*Task*
Type out the data again, word for word and in full.

*Collection entries*

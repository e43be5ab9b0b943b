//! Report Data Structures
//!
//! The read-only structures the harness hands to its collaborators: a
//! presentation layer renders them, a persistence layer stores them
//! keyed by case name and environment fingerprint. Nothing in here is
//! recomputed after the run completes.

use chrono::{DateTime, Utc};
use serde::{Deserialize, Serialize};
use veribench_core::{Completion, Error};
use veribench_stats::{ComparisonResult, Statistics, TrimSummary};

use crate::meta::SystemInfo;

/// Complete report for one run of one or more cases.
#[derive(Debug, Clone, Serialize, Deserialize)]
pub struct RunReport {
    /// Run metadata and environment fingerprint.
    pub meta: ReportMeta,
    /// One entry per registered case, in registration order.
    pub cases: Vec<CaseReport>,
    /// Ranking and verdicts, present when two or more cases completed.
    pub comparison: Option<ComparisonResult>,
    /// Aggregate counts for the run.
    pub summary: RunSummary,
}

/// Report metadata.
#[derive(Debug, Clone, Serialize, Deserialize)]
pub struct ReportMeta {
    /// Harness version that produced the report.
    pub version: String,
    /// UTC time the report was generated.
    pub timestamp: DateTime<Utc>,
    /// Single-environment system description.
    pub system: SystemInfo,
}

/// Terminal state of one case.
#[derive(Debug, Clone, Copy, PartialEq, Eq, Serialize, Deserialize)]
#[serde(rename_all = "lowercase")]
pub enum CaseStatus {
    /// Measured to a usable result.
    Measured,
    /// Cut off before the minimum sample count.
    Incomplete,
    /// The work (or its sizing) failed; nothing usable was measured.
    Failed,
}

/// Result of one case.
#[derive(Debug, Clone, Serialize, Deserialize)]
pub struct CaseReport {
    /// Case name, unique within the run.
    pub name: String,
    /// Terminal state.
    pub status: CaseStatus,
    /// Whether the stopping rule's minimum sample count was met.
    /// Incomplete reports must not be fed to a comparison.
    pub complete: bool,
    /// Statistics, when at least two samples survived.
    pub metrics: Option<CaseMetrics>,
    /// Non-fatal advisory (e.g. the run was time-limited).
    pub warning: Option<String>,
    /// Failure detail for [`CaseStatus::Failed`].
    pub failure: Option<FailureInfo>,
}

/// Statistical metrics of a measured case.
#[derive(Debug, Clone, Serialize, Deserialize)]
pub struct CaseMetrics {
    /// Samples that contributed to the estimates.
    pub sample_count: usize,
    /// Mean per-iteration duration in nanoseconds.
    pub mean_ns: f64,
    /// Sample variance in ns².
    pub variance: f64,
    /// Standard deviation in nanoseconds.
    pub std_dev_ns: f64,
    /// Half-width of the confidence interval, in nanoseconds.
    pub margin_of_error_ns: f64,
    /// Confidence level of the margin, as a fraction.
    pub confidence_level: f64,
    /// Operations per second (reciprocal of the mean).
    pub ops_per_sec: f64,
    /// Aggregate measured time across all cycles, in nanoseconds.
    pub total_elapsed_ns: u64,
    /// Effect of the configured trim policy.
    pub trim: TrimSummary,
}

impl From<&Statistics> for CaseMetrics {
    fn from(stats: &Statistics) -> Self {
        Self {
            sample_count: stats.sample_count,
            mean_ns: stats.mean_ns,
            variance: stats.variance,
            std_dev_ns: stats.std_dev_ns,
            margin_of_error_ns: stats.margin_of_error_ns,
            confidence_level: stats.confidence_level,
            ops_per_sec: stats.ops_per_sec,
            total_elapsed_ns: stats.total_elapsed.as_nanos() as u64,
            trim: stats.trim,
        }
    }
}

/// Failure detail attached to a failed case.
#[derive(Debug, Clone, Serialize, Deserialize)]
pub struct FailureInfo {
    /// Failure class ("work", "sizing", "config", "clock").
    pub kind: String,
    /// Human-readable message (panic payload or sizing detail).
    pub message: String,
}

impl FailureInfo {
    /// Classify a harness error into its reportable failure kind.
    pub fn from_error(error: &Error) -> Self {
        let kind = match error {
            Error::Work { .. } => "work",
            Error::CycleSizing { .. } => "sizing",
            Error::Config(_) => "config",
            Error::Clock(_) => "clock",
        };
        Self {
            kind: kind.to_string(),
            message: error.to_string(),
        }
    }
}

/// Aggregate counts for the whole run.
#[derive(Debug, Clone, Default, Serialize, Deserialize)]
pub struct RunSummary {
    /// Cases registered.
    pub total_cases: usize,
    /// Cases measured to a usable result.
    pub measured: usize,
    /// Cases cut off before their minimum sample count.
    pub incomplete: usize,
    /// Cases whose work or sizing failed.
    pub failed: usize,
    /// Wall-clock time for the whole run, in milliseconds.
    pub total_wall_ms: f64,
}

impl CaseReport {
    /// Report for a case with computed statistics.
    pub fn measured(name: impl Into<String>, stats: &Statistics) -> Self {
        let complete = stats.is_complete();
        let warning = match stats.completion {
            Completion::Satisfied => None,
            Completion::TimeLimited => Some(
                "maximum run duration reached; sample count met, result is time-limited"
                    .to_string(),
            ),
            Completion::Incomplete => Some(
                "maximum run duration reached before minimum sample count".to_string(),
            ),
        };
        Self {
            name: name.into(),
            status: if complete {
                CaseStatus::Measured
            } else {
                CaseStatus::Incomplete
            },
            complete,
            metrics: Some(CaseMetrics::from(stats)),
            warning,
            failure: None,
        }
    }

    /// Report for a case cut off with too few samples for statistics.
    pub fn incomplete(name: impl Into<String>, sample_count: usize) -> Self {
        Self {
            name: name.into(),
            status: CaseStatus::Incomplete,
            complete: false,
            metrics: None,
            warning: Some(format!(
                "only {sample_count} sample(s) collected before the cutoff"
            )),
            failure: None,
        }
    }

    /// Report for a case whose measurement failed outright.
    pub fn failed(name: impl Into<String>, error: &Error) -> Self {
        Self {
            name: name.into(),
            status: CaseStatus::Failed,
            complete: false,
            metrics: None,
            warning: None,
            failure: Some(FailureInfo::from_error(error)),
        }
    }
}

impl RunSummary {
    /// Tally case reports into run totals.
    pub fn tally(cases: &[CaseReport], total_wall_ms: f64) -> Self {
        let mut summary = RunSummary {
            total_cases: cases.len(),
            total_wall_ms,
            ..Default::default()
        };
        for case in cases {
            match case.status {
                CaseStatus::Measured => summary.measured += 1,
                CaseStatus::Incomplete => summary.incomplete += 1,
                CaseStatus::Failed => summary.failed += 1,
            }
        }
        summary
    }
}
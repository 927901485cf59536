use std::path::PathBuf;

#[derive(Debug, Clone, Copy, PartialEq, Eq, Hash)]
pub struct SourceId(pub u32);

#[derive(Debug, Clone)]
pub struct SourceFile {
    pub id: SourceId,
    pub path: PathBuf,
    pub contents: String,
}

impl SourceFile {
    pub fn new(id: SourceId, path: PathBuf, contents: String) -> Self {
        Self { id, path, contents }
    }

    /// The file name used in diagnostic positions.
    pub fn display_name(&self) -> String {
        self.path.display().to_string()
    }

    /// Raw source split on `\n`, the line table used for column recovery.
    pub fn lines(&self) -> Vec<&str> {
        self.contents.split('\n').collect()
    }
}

*Reply to the exercise*
repository e43be5ab9b0b943b
//! Report Data Structures
//!
//! The read-only structures the harness hands to its collaborators: a
//! presentation layer renders them, a persistence layer stores them
//! keyed by case name and environment fingerprint. Nothing in here is
//! recomputed after the run completes.

use chrono::{DateTime, Utc};
use serde::{Deserialize, Serialize};
use veribench_core::{Completion, Error};
use veribench_stats::{ComparisonResult, Statistics, TrimSummary};

use crate::meta::SystemInfo;

/// Complete report for one run of one or more cases.
#[derive(Debug, Clone, Serialize, Deserialize)]
pub struct RunReport {
    /// Run metadata and environment fingerprint.
    pub meta: ReportMeta,
    /// One entry per registered case, in registration order.
    pub cases: Vec<CaseReport>,
    /// Ranking and verdicts, present when two or more cases completed.
    pub comparison: Option<ComparisonResult>,
    /// Aggregate counts for the run.
    pub summary: RunSummary,
}

/// Report metadata.
#[derive(Debug, Clone, Serialize, Deserialize)]
pub struct ReportMeta {
    /// Harness version that produced the report.
    pub version: String,
    /// UTC time the report was generated.
    pub timestamp: DateTime<Utc>,
    /// Single-environment system description.
    pub system: SystemInfo,
}

/// Terminal state of one case.
#[derive(Debug, Clone, Copy, PartialEq, Eq, Serialize, Deserialize)]
#[serde(rename_all = "lowercase")]
pub enum CaseStatus {
    /// Measured to a usable result.
    Measured,
    /// Cut off before the minimum sample count.
    Incomplete,
    /// The work (or its sizing) failed; nothing usable was measured.
    Failed,
}

/// Result of one case.
#[derive(Debug, Clone, Serialize, Deserialize)]
pub struct CaseReport {
    /// Case name, unique within the run.
    pub name: String,
    /// Terminal state.
    pub status: CaseStatus,
    /// Whether the stopping rule's minimum sample count was met.
    /// Incomplete reports must not be fed to a comparison.
    pub complete: bool,
    /// Statistics, when at least two samples survived.
    pub metrics: Option<CaseMetrics>,
    /// Non-fatal advisory (e.g. the run was time-limited).
    pub warning: Option<String>,
    /// Failure detail for [`CaseStatus::Failed`].
    pub failure: Option<FailureInfo>,
}

/// Statistical metrics of a measured case.
#[derive(Debug, Clone, Serialize, Deserialize)]
pub struct CaseMetrics {
    /// Samples that contributed to the estimates.
    pub sample_count: usize,
    /// Mean per-iteration duration in nanoseconds.
    pub mean_ns: f64,
    /// Sample variance in ns².
    pub variance: f64,
    /// Standard deviation in nanoseconds.
    pub std_dev_ns: f64,
    /// Half-width of the confidence interval, in nanoseconds.
    pub margin_of_error_ns: f64,
    /// Confidence level of the margin, as a fraction.
    pub confidence_level: f64,
    /// Operations per second (reciprocal of the mean).
    pub ops_per_sec: f64,
    /// Aggregate measured time across all cycles, in nanoseconds.
    pub total_elapsed_ns: u64,
    /// Effect of the configured trim policy.
    pub trim: TrimSummary,
}

impl From<&Statistics> for CaseMetrics {
    fn from(stats: &Statistics) -> Self {
        Self {
            sample_count: stats.sample_count,
            mean_ns: stats.mean_ns,
            variance: stats.variance,
            std_dev_ns: stats.std_dev_ns,
            margin_of_error_ns: stats.margin_of_error_ns,
            confidence_level: stats.confidence_level,
            ops_per_sec: stats.ops_per_sec,
            total_elapsed_ns: stats.total_elapsed.as_nanos() as u64,
            trim: stats.trim,
        }
    }
}

/// Failure detail attached to a failed case.
#[derive(Debug, Clone, Serialize, Deserialize)]
pub struct FailureInfo {
    /// Failure class ("work", "sizing", "config", "clock").
    pub kind: String,
    /// Human-readable message (panic payload or sizing detail).
    pub message: String,
}

impl FailureInfo {
    /// Classify a harness error into its reportable failure kind.
    pub fn from_error(error: &Error) -> Self {
        let kind = match error {
            Error::Work { .. } => "work",
            Error::CycleSizing { .. } => "sizing",
            Error::Config(_) => "config",
            Error::Clock(_) => "clock",
        };
        Self {
            kind: kind.to_string(),
            message: error.to_string(),
        }
    }
}

/// Aggregate counts for the whole run.
#[derive(Debug, Clone, Default, Serialize, Deserialize)]
pub struct RunSummary {
    /// Cases registered.
    pub total_cases: usize,
    /// Cases measured to a usable result.
    pub measured: usize,
    /// Cases cut off before their minimum sample count.
    pub incomplete: usize,
    /// Cases whose work or sizing failed.
    pub failed: usize,
    /// Wall-clock time for the whole run, in milliseconds.
    pub total_wall_ms: f64,
}

impl CaseReport {
    /// Report for a case with computed statistics.
    pub fn measured(name: impl Into<String>, stats: &Statistics) -> Self {
        let complete = stats.is_complete();
        let warning = match stats.completion {
            Completion::Satisfied => None,
            Completion::TimeLimited => Some(
                "maximum run duration reached; sample count met, result is time-limited"
                    .to_string(),
            ),
            Completion::Incomplete => Some(
                "maximum run duration reached before minimum sample count".to_string(),
            ),
        };
        Self {
            name: name.into(),
            status: if complete {
                CaseStatus::Measured
            } else {
                CaseStatus::Incomplete
            },
            complete,
            metrics: Some(CaseMetrics::from(stats)),
            warning,
            failure: None,
        }
    }

    /// Report for a case cut off with too few samples for statistics.
    pub fn incomplete(name: impl Into<String>, sample_count: usize) -> Self {
        Self {
            name: name.into(),
            status: CaseStatus::Incomplete,
            complete: false,
            metrics: None,
            warning: Some(format!(
                "only {sample_count} sample(s) collected before the cutoff"
            )),
            failure: None,
        }
    }

    /// Report for a case whose measurement failed outright.
    pub fn failed(name: impl Into<String>, error: &Error) -> Self {
        Self {
            name: name.into(),
            status: CaseStatus::Failed,
            complete: false,
            metrics: None,
            warning: None,
            failure: Some(FailureInfo::from_error(error)),
        }
    }
}

impl RunSummary {
    /// Tally case reports into run totals.
    pub fn tally(cases: &[CaseReport], total_wall_ms: f64) -> Self {
        let mut summary = RunSummary {
            total_cases: cases.len(),
            total_wall_ms,
            ..Default::default()
        };
        for case in cases {
            match case.status {
                CaseStatus::Measured => summary.measured += 1,
                CaseStatus::Incomplete => summary.incomplete += 1,
                CaseStatus::Failed => summary.failed += 1,
            }
        }
        summary
    }
}
repository 927901485cf59536
use std::path::PathBuf;

#[derive(Debug, Clone, Copy, PartialEq, Eq, Hash)]
pub struct SourceId(pub u32);

#[derive(Debug, Clone)]
pub struct SourceFile {
    pub id: SourceId,
    pub path: PathBuf,
    pub contents: String,
}

impl SourceFile {
    pub fn new(id: SourceId, path: PathBuf, contents: String) -> Self {
        Self { id, path, contents }
    }

    /// The file name used in diagnostic positions.
    pub fn display_name(&self) -> String {
        self.path.display().to_string()
    }

    /// Raw source split on `\n`, the line table used for column recovery.
    pub fn lines(&self) -> Vec<&str> {
        self.contents.split('\n').collect()
    }
}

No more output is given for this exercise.